Working data Start Marker

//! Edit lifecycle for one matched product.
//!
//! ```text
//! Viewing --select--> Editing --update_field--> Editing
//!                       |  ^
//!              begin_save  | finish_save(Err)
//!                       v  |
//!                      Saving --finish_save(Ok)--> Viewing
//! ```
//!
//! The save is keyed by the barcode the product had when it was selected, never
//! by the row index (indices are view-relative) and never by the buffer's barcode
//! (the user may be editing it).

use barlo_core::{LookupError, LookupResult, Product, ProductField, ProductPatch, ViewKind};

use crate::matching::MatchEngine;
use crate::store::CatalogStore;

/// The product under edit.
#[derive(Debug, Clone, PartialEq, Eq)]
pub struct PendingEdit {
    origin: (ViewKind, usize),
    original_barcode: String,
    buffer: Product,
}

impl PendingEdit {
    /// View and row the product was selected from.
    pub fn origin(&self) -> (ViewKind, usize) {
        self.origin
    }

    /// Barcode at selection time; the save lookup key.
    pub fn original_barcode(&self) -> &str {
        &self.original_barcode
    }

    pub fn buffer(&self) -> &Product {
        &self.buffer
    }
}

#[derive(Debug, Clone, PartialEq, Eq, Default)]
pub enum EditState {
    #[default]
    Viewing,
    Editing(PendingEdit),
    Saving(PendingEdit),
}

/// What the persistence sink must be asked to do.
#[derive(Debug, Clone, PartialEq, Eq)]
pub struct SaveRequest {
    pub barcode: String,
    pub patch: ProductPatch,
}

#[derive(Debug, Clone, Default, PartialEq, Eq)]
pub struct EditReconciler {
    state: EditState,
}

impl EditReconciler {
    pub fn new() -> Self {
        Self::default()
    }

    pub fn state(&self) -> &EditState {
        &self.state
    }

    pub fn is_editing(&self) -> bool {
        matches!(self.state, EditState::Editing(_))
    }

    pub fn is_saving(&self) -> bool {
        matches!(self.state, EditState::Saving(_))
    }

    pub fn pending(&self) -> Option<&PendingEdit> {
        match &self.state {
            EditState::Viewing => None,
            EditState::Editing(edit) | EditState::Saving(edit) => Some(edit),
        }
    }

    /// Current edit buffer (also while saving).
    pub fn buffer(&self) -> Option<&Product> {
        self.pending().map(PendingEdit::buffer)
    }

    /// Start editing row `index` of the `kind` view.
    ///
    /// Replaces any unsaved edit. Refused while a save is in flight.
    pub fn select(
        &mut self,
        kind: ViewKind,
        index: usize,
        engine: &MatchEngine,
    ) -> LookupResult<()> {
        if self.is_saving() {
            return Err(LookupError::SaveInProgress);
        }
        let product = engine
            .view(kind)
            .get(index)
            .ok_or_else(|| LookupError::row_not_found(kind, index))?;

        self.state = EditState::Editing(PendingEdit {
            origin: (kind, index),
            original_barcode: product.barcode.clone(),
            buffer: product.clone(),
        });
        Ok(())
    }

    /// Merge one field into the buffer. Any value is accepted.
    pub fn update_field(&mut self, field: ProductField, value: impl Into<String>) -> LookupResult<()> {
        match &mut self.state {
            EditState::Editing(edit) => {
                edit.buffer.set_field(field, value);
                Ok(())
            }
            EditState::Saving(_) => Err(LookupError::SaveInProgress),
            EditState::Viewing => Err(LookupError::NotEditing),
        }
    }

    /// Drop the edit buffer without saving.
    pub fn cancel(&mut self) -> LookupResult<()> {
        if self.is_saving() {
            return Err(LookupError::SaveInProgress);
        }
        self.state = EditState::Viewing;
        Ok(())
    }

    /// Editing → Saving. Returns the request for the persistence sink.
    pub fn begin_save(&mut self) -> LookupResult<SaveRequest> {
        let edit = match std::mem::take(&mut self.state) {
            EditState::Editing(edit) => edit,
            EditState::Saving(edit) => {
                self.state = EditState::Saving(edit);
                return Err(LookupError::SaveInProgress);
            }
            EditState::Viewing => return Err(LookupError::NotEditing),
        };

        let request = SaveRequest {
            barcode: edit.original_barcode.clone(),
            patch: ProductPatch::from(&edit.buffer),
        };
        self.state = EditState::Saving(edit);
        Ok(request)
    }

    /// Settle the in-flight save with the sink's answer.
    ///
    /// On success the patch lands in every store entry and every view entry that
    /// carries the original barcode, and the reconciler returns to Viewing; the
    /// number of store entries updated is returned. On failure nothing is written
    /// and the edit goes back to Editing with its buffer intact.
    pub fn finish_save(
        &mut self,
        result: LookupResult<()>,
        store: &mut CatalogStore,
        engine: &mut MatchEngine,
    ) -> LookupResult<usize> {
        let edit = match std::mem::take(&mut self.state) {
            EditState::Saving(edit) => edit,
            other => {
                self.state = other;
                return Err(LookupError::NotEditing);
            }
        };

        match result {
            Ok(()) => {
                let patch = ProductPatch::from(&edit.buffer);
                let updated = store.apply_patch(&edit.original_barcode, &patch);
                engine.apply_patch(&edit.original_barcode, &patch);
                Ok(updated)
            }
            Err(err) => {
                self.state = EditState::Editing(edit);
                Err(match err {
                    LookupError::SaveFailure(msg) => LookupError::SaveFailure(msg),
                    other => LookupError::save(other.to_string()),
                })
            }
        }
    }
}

Working data End Marker
Working data Start Marker

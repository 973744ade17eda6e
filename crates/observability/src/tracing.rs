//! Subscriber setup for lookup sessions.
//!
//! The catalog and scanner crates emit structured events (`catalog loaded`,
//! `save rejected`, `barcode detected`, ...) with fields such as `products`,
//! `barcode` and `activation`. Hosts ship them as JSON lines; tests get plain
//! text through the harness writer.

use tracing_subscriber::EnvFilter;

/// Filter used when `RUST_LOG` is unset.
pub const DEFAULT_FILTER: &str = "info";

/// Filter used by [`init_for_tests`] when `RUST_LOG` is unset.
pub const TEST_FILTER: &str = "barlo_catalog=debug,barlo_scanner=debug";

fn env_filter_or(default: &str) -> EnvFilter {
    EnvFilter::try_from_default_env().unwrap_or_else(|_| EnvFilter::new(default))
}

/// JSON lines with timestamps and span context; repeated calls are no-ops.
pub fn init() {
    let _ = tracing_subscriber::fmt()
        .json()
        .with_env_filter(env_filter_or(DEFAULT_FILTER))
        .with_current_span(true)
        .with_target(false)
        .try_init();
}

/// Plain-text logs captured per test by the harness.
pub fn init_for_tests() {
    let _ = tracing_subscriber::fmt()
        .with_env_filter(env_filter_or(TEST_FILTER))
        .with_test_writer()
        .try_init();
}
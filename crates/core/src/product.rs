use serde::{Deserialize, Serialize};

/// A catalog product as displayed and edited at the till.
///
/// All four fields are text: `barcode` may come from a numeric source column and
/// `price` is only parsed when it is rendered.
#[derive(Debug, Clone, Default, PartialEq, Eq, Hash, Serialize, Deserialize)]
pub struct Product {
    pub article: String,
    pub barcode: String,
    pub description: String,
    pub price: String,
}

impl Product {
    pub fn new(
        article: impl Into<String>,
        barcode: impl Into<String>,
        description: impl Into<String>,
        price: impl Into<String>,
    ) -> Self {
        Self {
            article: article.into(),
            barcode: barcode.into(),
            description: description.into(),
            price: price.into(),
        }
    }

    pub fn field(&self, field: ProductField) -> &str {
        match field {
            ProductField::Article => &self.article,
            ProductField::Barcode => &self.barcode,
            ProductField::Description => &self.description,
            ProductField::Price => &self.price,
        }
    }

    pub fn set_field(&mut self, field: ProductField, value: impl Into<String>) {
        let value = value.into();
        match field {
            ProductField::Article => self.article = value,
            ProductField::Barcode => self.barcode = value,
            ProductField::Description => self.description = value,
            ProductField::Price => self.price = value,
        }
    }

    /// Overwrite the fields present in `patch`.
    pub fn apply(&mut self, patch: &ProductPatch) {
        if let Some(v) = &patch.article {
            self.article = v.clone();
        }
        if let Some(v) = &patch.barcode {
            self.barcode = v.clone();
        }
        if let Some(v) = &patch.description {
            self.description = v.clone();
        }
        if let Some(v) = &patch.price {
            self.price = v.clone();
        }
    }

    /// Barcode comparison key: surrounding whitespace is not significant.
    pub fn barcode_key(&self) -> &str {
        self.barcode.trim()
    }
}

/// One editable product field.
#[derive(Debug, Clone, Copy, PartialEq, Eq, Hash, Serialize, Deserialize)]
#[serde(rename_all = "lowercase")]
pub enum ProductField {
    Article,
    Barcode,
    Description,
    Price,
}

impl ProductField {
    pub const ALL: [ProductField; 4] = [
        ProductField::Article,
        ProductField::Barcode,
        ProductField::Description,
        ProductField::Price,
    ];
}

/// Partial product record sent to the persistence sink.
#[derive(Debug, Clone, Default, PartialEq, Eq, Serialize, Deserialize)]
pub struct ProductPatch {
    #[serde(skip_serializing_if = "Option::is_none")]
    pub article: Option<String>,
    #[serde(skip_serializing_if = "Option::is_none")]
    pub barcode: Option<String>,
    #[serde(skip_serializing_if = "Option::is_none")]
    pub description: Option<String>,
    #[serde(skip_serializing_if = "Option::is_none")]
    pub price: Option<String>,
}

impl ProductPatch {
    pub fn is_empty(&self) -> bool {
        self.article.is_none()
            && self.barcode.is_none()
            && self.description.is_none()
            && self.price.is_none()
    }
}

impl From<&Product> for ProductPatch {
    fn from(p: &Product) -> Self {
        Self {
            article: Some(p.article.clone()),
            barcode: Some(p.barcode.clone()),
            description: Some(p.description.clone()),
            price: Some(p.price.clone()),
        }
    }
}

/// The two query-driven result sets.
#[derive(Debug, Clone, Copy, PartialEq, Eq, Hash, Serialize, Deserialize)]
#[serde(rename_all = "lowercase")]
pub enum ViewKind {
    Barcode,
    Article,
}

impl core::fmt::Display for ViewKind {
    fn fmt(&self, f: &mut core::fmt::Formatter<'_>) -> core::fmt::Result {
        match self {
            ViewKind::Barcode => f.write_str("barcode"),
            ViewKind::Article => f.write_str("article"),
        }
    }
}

Working data End Marker

Work item =
Using the data above, repeat exactly the lines that begin at the line with "pub const TEST_FILTER: &str" and end at the line with "pub fn init()", both ends included.

Reply to the exercise =
pub const TEST_FILTER: &str = "barlo_catalog=debug,barlo_scanner=debug";

fn env_filter_or(default: &str) -> EnvFilter {
    EnvFilter::try_from_default_env().unwrap_or_else(|_| EnvFilter::new(default))
}

/// JSON lines with timestamps and span context; repeated calls are no-ops.
pub fn init() {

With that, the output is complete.